Population (October 1, 2020)
- • Total: 301,599
- • Density: 23,182/km^{2} (60,040/sq mi)
- Time zone: UTC+09:00 (JST)
- City hall address: 1-18-1 Higashi Ikebukuro 170-8422
- Website: www.city.toshima.lg.jp
- Flower: Azalea
- Tree: Prunus × yedoensis

= Toshima =

Special ward in Tokyo, Japan

Toshima (豊島区, Toshima-ku) is a special ward in the Tokyo Metropolis in Japan. It is one of the eight central wards of the Tokyo Metropolitan area. Located in the northern area of Tokyo, Toshima is bordered by the wards of Nerima, Itabashi, and Kita in the north and Nakano, Shinjuku, and Bunkyo in the south.

The ward was founded on March 15, 1947, and reached a peak resident population of 370,000 in 1965. The population has continued to decline and as of May 1, 2015, the ward had an estimated population of 298,250, with a population density of 22,920 persons per km^{2}. During the day the population swells with commuters, resulting in a daytime population of around 378,475.

The total land area of Toshima is 13.01 km^{2}, sitting on a moderate plateau with a difference of 28 m between the ward's highest and lowest points.
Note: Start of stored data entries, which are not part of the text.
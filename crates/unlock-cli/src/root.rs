use std::path::{Path, PathBuf};

/// Resolve the store root directory.
///
/// Priority:
/// 1. `--root` flag / `UNLOCKHUB_ROOT` env var (passed in as `explicit`)
/// 2. Walk upward from `cwd` looking for `.unlockhub/`
/// 3. Walk upward from `cwd` looking for `.git/`
/// 4. Fall back to `cwd`
pub fn resolve_root(explicit: Option<&Path>) -> PathBuf {
    if let Some(p) = explicit {
        return p.to_path_buf();
    }

    let cwd = std::env::current_dir().unwrap_or_else(|_| PathBuf::from("."));

    let mut dir = cwd.clone();
    loop {
        if dir.join(".unlockhub").is_dir() {
            return dir;
        }
        match dir.parent() {
            Some(p) => dir = p.to_path_buf(),
            None => break,
        }
    }

    let mut dir = cwd.clone();
    loop {
        if dir.join(".git").is_dir() {
            return dir;
        }
        match dir.parent() {
            Some(p) => dir = p.to_path_buf(),
            None => break,
        }
    }

    cwd
}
Approximately 47% of Toshima's land is residential, and 20% is commercial and public areas.

Although Toshima is a ward, it is referred to as a city. The ward offices are located in Ikebukuro, which is also the commercial and entertainment center of Toshima.

With a non-Japanese population of 19,868, or 7.42% of the total, Toshima is one of the most international wards in Tokyo. Of the foreign population, 56% is of Chinese descent, 20% is of Korean descent, and the rest are of primarily Filipino and European descent.

==History==
Toshima was formed in 1932 by the merger of four towns, Sugamochō, Nishi-sugamochō, Takadachō, and Nagasakichō, bordered by the quickly expanding former city of Tokyo.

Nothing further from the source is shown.